Empiezo a sentirme mal, la escama dura, con la consistencia de una uña, se quedó clavada en mi esófago. Pienso en comerme algo más grande, en tragarme algo que ocupe buena parte de mi esófago y arrastre a su paso la escama enterrada. Camino hacia mi compañero, procuro decirle que me dé algo de comer, quiero un insecto de cuerpo grueso, quiero comerme un escarabajo aunque no sea lo que más me guste, pero, como Lisandro, yo también me habitué a los alimentos que da esta casa y a sus agujeros. Mi compañero se agacha para sobarme los picos de la cresta, le gusta extender su mano sobre el cuerno más grande y acariciarlo. Yo no siento su mano cuando lo hace, es como si antes me hubiesen tocado el pelo sostenido en una coleta. Las protuberancias que salen de mi cuerpo son insensibles, lo mismo pasa con mis extremidades, de hecho, ahora que lo cuento, creo que la única parte que me produce sensaciones es la que está bajo mi cola. Allí la piel es más suave y es distinta a la de mi pecho y el vientre, que se han endurecido para que repte por el suelo sin experimentar sus variantes.

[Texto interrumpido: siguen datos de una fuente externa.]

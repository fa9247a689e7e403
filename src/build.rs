//! Base and instance image assembly.
//!
//! A *base image* bundles the preloaded image set and version environment
//! for every instance sharing a fingerprint; an *instance image* overlays
//! the suite's test tree, the serialized instance plan, and the runner
//! executable. Build contexts are assembled in fresh temporary
//! directories and handed to the external builder.

use crate::cache::{Fingerprint, ImageCache};
use crate::constants::{IMAGES_PATH, IMAGE_MANIFEST_NAME, INSTANCE_PLAN_PATH, RUNNER_EXECUTABLE, RUNNER_EXECUTABLE_PATH, RUNNER_PATH};
use crate::engine::{Engine, ImageBuilder};
use crate::error::{Error, Result};
use crate::reference::{name_to_env, ImageRef, TaggedRef};
use crate::resolver::{instance_image_name, BaseImageConfig, InstanceConfig};
use std::collections::BTreeMap;
use std::path::Path;
use std::time::Instant;
use tokio_util::sync::CancellationToken;
use tracing::{debug, error, info};

/// Resolves a reference to a local image id, pulling when absent.
///
/// Pulling requires a named-tagged reference; a bare name that is not
/// already present locally is an error.
pub async fn ensure_image(engine: &dyn Engine, reference: &ImageRef) -> Result<String> {
    let reference_string = reference.to_string();
    match engine.image_inspect(&reference_string).await {
        Ok(summary) => {
            debug!("image found locally {}", reference_string);
            return Ok(summary.id);
        }
        Err(Error::ImageMissing { .. }) => {}
        Err(e) => {
            error!("error inspecting image {}: {}", reference_string, e);
            return Err(e);
        }
    }

    let tagged = match reference {
        ImageRef::Tagged(tagged) => tagged,
        ImageRef::Named(_) => {
            return Err(Error::InvalidReference {
                reference: reference_string,
                reason: "tagged reference required to pull".to_string(),
            });
        }
    };

    let pull_start = Instant::now();
    engine.image_pull(tagged).await?;
    info!(
        image = %tagged,
        elapsed = ?pull_start.elapsed(),
        "image pulled"
    );

    Ok(engine.image_inspect(&tagged.to_string()).await?.id)
}

/// (target tag, source image id) recorded for the manifest and the
/// fingerprint.
struct TagEntry {
    target: TaggedRef,
    image_id: String,
}

/// Builds (or reuses) the base image for a configuration.
///
/// Returns the image id. A cache hit is honoured only while the cached id
/// still resolves against the engine; the engine may have garbage
/// collected it since.
pub async fn build_base_image(
    engine: &dyn Engine,
    builder: &dyn ImageBuilder,
    config: &BaseImageConfig,
    cache: &ImageCache,
    token: &CancellationToken,
) -> Result<String> {
    if token.is_cancelled() {
        return Err(Error::Cancelled);
    }

    let base_image_id =
        ensure_image(engine, &ImageRef::Tagged(config.base.clone())).await?;

    let mut tags: Vec<TagEntry> = Vec::new();
    let mut envs: Vec<String> = Vec::new();

    for extra in &config.extra_images {
        let id = ensure_image(engine, &ImageRef::Tagged(extra.clone())).await?;
        tags.push(TagEntry {
            target: extra.clone(),
            image_id: id,
        });
    }
    for custom in &config.custom_images {
        let id = ensure_image(engine, &custom.source).await?;
        tags.push(TagEntry {
            target: custom.target.clone(),
            image_id: id,
        });
        envs.push(format!(
            "{}_VERSION {}",
            name_to_env(custom.target.name()),
            custom.version
        ));
    }

    let tag_pairs: Vec<(String, String)> = tags
        .iter()
        .map(|t| (t.target.to_string(), t.image_id.clone()))
        .collect();
    let fingerprint = Fingerprint::compute(&base_image_id, &tag_pairs, &envs);

    match cache.get(&fingerprint) {
        Ok(id) => {
            debug!("found image in cache for {}: {}", fingerprint, id);
            match engine.image_inspect(&id).await {
                Ok(info) => {
                    debug!("cached image found locally {}", info.id);
                    return Ok(id);
                }
                Err(e) => error!("unable to find cached image {}: {}", id, e),
            }
        }
        Err(e) if e.is_cache_miss() => {
            debug!("building image, could not find in cache: {}", e);
        }
        Err(e) => return Err(e),
    }

    if token.is_cancelled() {
        return Err(Error::Cancelled);
    }

    let build_start = Instant::now();
    let context = tempfile::Builder::new()
        .prefix("golem-")
        .tempdir()
        .map_err(|e| Error::BuildFailed(format!("unable to create tempdir: {}", e)))?;

    let mut recipe = format!("FROM {}\n", base_image_id);

    let images_dir = context.path().join("images");
    std::fs::create_dir(&images_dir)
        .map_err(|e| Error::BuildFailed(format!("unable to make images directory: {}", e)))?;

    let save_start = Instant::now();
    let mut saved: Vec<&str> = Vec::new();
    for entry in &tags {
        // Shared source ids are saved once and tagged many times.
        if saved.contains(&entry.image_id.as_str()) {
            continue;
        }
        let tarball = images_dir.join(format!("{}.tar", entry.image_id));
        engine.image_save(&entry.image_id, &tarball).await?;
        saved.push(&entry.image_id);
    }
    info!(
        images = saved.len(),
        elapsed = ?save_start.elapsed(),
        "image save complete"
    );

    save_tag_map(&images_dir.join(IMAGE_MANIFEST_NAME), &tags)?;

    recipe.push_str(&format!("COPY ./images {}\n", IMAGES_PATH));
    for env in &envs {
        recipe.push_str(&format!("ENV {}\n", env));
    }
    std::fs::write(context.path().join("Dockerfile"), recipe)
        .map_err(|e| Error::BuildFailed(format!("unable to create dockerfile: {}", e)))?;

    let image_id = builder.build(context.path(), None).await?;
    info!(elapsed = ?build_start.elapsed(), "base image build complete");

    // The build already succeeded; a cache write failure only costs the
    // next run a rebuild.
    if let Err(e) = cache.put(&fingerprint, &image_id) {
        error!("unable to save image by hash {}: {}", fingerprint, e);
    }

    Ok(image_id)
}

/// Writes the manifest mapping each source image id to the target
/// references it must carry inside the runner container.
fn save_tag_map(path: &Path, tags: &[TagEntry]) -> Result<()> {
    let mut map: BTreeMap<String, Vec<String>> = BTreeMap::new();
    for entry in tags {
        map.entry(entry.image_id.clone())
            .or_default()
            .push(entry.target.to_string());
    }

    let encoded =
        serde_json::to_vec(&map).map_err(|e| Error::Serialization(e.to_string()))?;
    std::fs::write(path, encoded)
        .map_err(|e| Error::BuildFailed(format!("error saving tag map: {}", e)))?;
    Ok(())
}

/// Builds the instance image for one matrix row.
///
/// The image derives from the instance's base image and adds the suite's
/// test tree, the serialized run configuration, and the runner
/// executable. Tagged `golem-<instance>:latest`, optionally under a
/// namespace prefix.
pub async fn build_instance_image(
    engine: &dyn Engine,
    builder: &dyn ImageBuilder,
    cache: &ImageCache,
    suite_path: &Path,
    instance: &InstanceConfig,
    namespace: Option<&str>,
    executable: &Path,
    token: &CancellationToken,
) -> Result<String> {
    let image_name = instance_image_name(namespace, &instance.name);
    info!(image = %image_name, "building image");

    let base_image =
        build_base_image(engine, builder, &instance.base_image, cache, token).await?;

    let context = tempfile::Builder::new()
        .prefix("golem-")
        .tempdir()
        .map_err(|e| Error::BuildFailed(format!("unable to create tempdir: {}", e)))?;

    let mut recipe = format!("FROM {}\n", base_image);

    let executable_dest = context.path().join(RUNNER_EXECUTABLE);
    std::fs::copy(executable, &executable_dest)
        .map_err(|e| Error::BuildFailed(format!("error copying runner executable: {}", e)))?;
    recipe.push_str(&format!(
        "COPY ./{} {}\n",
        RUNNER_EXECUTABLE, RUNNER_EXECUTABLE_PATH
    ));

    debug!(
        "copying {} to {}",
        suite_path.display(),
        context.path().join("runner").display()
    );
    copy_tree(suite_path, &context.path().join("runner"))
        .map_err(|e| Error::BuildFailed(format!("error copying test directory: {}", e)))?;
    recipe.push_str(&format!("COPY ./runner/ {}\n", RUNNER_PATH));

    debug!("run configuration: {:?}", instance.run);
    let plan = serde_json::to_vec(&instance.run)
        .map_err(|e| Error::Serialization(e.to_string()))?;
    std::fs::write(context.path().join("instance.json"), plan)
        .map_err(|e| Error::BuildFailed(format!("error creating instance json: {}", e)))?;
    recipe.push_str(&format!("COPY ./instance.json {}\n", INSTANCE_PLAN_PATH));

    std::fs::write(context.path().join("Dockerfile"), recipe)
        .map_err(|e| Error::BuildFailed(format!("error creating dockerfile: {}", e)))?;

    let tag = TaggedRef::parse(&image_name)?;
    builder.build(context.path(), Some(&tag)).await
}

/// Recursively copies a directory tree.
fn copy_tree(from: &Path, to: &Path) -> std::io::Result<()> {
    std::fs::create_dir_all(to)?;
    for entry in std::fs::read_dir(from)? {
        let entry = entry?;
        let target = to.join(entry.file_name());
        let file_type = entry.file_type()?;
        if file_type.is_dir() {
            copy_tree(&entry.path(), &target)?;
        } else if file_type.is_symlink() {
            let link = std::fs::read_link(entry.path())?;
            #[cfg(unix)]
            std::os::unix::fs::symlink(link, &target)?;
            #[cfg(not(unix))]
            let _ = link;
        } else {
            std::fs::copy(entry.path(), &target)?;
        }
    }
    Ok(())
}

Busqué por las esquinas y bajo los muebles, encontré una cucaracha mediana que podía salvarme del intolerable ardor interno. La cucaracha movía las antenas, intentando ubicarse en el espacio que ya no era el del suelo sino el del aire, aunque estuviese detenida entre mis dientes. La tronché por la mitad, un líquido amarillo me humedeció los labios, tenía cierto sabor conocido, como el de mi propio veneno pero sin el dejo dulzón. Me gustó. Disfruté sobre todo el sonido leve de su rompimiento.

Mi compañero al verme comer la cucaracha, dijo: “Eres admirable, puedes alimentarte ya de cosas que antes no comías. Estás sana”. Para agradecer sus palabras hice el movimiento del cuello que me había pedido el día anterior. Si lo miraba de frente y torcía el cuello hacia cualquiera de los lados, mi cabeza cobraba una forma que a mi compañero le parecía atractiva.

Después de mudar de piel debí acudir al médico. No lo hice porque ese hecho y todos los siguientes, que me definían como un ser mutando, han sido saludables. No cabe en mi mente la duda. Los delirios, sin embargo, siguen su propia lógica, tal vez por eso hay días que no entiendo cómo he perdido mi identidad. ¿Ya no soy una persona?

Mi vientre se ensanchó. Estoy embarazada.

El presente ya no es el tiempo que vivo, ahora me encuentro aletargada dentro de un cuerpo propio pero alterado. Si bien la transformación ha sido dolorosa –me refiero a los cambios externos, de la piel, la boca y los ojos–, no experimento ninguna incomodidad en el nuevo cuerpo. Para mí esta vida es de placidez. Es como si estuviera sumergida en agua tibia, como si me encontrara en todo momento bajo los efectos de una droga alegre pero, dentro de ese magnífico estado no hay, tampoco, la mínima señal de estar viviendo una situación falsa. Soy exactamente lo que más deseé y, por eso, mi vivencia es certera. No hay orden en el tiempo por esa misma causa: mi sublimación se sostiene en la firme convicción de vivir con plenitud.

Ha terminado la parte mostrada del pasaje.